# What you are asked to do:
Would you write out all of the entries below, exactly as they stand?

# Material shown:
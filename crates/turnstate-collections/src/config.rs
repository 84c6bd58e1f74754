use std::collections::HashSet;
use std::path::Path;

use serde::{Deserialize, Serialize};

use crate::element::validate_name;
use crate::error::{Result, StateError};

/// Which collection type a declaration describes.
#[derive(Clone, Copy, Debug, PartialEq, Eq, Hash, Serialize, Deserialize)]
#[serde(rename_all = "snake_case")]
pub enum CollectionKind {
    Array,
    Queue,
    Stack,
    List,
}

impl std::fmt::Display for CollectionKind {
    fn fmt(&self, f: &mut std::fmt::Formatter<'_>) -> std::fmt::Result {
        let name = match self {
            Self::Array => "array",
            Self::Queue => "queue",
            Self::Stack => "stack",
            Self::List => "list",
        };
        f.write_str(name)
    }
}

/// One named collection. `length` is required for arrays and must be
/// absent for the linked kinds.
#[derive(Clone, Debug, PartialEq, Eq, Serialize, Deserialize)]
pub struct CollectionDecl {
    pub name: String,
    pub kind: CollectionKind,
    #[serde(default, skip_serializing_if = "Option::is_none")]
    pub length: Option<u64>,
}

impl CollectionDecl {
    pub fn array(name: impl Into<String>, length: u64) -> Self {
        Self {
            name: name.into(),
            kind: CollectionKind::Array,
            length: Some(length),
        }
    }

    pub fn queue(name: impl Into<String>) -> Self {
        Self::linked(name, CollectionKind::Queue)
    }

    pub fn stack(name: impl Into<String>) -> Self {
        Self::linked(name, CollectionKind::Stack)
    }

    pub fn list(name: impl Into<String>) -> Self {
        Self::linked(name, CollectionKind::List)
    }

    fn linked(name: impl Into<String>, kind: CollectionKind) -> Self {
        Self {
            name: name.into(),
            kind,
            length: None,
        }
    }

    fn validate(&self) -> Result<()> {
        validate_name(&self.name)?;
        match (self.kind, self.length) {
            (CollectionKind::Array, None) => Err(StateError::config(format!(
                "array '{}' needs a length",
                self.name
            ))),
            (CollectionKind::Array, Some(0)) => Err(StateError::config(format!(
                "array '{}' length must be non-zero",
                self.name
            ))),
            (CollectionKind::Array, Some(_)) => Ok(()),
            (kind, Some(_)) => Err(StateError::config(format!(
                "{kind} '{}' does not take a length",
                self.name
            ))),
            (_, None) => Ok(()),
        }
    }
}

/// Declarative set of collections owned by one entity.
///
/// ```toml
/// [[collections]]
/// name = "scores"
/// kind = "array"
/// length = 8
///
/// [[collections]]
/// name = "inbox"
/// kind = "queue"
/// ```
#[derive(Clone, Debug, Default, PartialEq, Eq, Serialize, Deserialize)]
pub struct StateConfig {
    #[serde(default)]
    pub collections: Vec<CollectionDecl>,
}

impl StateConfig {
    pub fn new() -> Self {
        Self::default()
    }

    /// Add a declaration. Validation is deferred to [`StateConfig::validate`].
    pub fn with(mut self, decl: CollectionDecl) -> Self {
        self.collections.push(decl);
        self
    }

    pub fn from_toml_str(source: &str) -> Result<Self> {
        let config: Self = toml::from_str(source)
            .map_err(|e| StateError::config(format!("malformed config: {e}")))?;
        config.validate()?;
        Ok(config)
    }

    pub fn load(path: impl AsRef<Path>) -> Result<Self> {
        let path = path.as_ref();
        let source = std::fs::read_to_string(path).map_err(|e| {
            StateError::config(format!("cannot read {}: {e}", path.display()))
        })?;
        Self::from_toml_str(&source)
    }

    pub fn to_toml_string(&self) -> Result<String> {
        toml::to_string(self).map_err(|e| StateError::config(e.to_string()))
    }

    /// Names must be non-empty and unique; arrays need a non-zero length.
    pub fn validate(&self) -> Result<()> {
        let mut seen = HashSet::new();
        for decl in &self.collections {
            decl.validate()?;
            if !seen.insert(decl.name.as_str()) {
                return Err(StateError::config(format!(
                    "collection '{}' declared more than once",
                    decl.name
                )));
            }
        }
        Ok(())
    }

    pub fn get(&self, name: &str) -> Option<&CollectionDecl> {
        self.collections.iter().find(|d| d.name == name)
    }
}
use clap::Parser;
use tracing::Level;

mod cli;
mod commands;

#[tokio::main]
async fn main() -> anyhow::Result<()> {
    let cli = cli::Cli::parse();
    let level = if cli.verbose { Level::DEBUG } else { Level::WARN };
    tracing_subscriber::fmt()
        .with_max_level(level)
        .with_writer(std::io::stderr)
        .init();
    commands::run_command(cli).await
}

# Response below:
filename crates/turnstate-collections/src/config.rs
repository 84c6bd58e1f74754
use std::collections::HashSet;
use std::path::Path;

use serde::{Deserialize, Serialize};

use crate::element::validate_name;
use crate::error::{Result, StateError};

/// Which collection type a declaration describes.
#[derive(Clone, Copy, Debug, PartialEq, Eq, Hash, Serialize, Deserialize)]
#[serde(rename_all = "snake_case")]
pub enum CollectionKind {
    Array,
    Queue,
    Stack,
    List,
}

impl std::fmt::Display for CollectionKind {
    fn fmt(&self, f: &mut std::fmt::Formatter<'_>) -> std::fmt::Result {
        let name = match self {
            Self::Array => "array",
            Self::Queue => "queue",
            Self::Stack => "stack",
            Self::List => "list",
        };
        f.write_str(name)
    }
}

/// One named collection. `length` is required for arrays and must be
/// absent for the linked kinds.
#[derive(Clone, Debug, PartialEq, Eq, Serialize, Deserialize)]
pub struct CollectionDecl {
    pub name: String,
    pub kind: CollectionKind,
    #[serde(default, skip_serializing_if = "Option::is_none")]
    pub length: Option<u64>,
}

impl CollectionDecl {
    pub fn array(name: impl Into<String>, length: u64) -> Self {
        Self {
            name: name.into(),
            kind: CollectionKind::Array,
            length: Some(length),
        }
    }

    pub fn queue(name: impl Into<String>) -> Self {
        Self::linked(name, CollectionKind::Queue)
    }

    pub fn stack(name: impl Into<String>) -> Self {
        Self::linked(name, CollectionKind::Stack)
    }

    pub fn list(name: impl Into<String>) -> Self {
        Self::linked(name, CollectionKind::List)
    }

    fn linked(name: impl Into<String>, kind: CollectionKind) -> Self {
        Self {
            name: name.into(),
            kind,
            length: None,
        }
    }

    fn validate(&self) -> Result<()> {
        validate_name(&self.name)?;
        match (self.kind, self.length) {
            (CollectionKind::Array, None) => Err(StateError::config(format!(
                "array '{}' needs a length",
                self.name
            ))),
            (CollectionKind::Array, Some(0)) => Err(StateError::config(format!(
                "array '{}' length must be non-zero",
                self.name
            ))),
            (CollectionKind::Array, Some(_)) => Ok(()),
            (kind, Some(_)) => Err(StateError::config(format!(
                "{kind} '{}' does not take a length",
                self.name
            ))),
            (_, None) => Ok(()),
        }
    }
}

/// Declarative set of collections owned by one entity.
///
/// ```toml
/// [[collections]]
/// name = "scores"
/// kind = "array"
/// length = 8
///
/// [[collections]]
/// name = "inbox"
/// kind = "queue"
/// ```
#[derive(Clone, Debug, Default, PartialEq, Eq, Serialize, Deserialize)]
pub struct StateConfig {
    #[serde(default)]
    pub collections: Vec<CollectionDecl>,
}

impl StateConfig {
    pub fn new() -> Self {
        Self::default()
    }

    /// Add a declaration. Validation is deferred to [`StateConfig::validate`].
    pub fn with(mut self, decl: CollectionDecl) -> Self {
        self.collections.push(decl);
        self
    }

    pub fn from_toml_str(source: &str) -> Result<Self> {
        let config: Self = toml::from_str(source)
            .map_err(|e| StateError::config(format!("malformed config: {e}")))?;
        config.validate()?;
        Ok(config)
    }

    pub fn load(path: impl AsRef<Path>) -> Result<Self> {
        let path = path.as_ref();
        let source = std::fs::read_to_string(path).map_err(|e| {
            StateError::config(format!("cannot read {}: {e}", path.display()))
        })?;
        Self::from_toml_str(&source)
    }

    pub fn to_toml_string(&self) -> Result<String> {
        toml::to_string(self).map_err(|e| StateError::config(e.to_string()))
    }

    /// Names must be non-empty and unique; arrays need a non-zero length.
    pub fn validate(&self) -> Result<()> {
        let mut seen = HashSet::new();
        for decl in &self.collections {
            decl.validate()?;
            if !seen.insert(decl.name.as_str()) {
                return Err(StateError::config(format!(
                    "collection '{}' declared more than once",
                    decl.name
                )));
            }
        }
        Ok(())
    }

    pub fn get(&self, name: &str) -> Option<&CollectionDecl> {
        self.collections.iter().find(|d| d.name == name)
    }
}
use clap::Parser;
use tracing::Level;

mod cli;
mod commands;

#[tokio::main]
async fn main() -> anyhow::Result<()> {
    let cli = cli::Cli::parse();
    let level = if cli.verbose { Level::DEBUG } else { Level::WARN };
    tracing_subscriber::fmt()
        .with_max_level(level)
        .with_writer(std::io::stderr)
        .init();
    commands::run_command(cli).await
}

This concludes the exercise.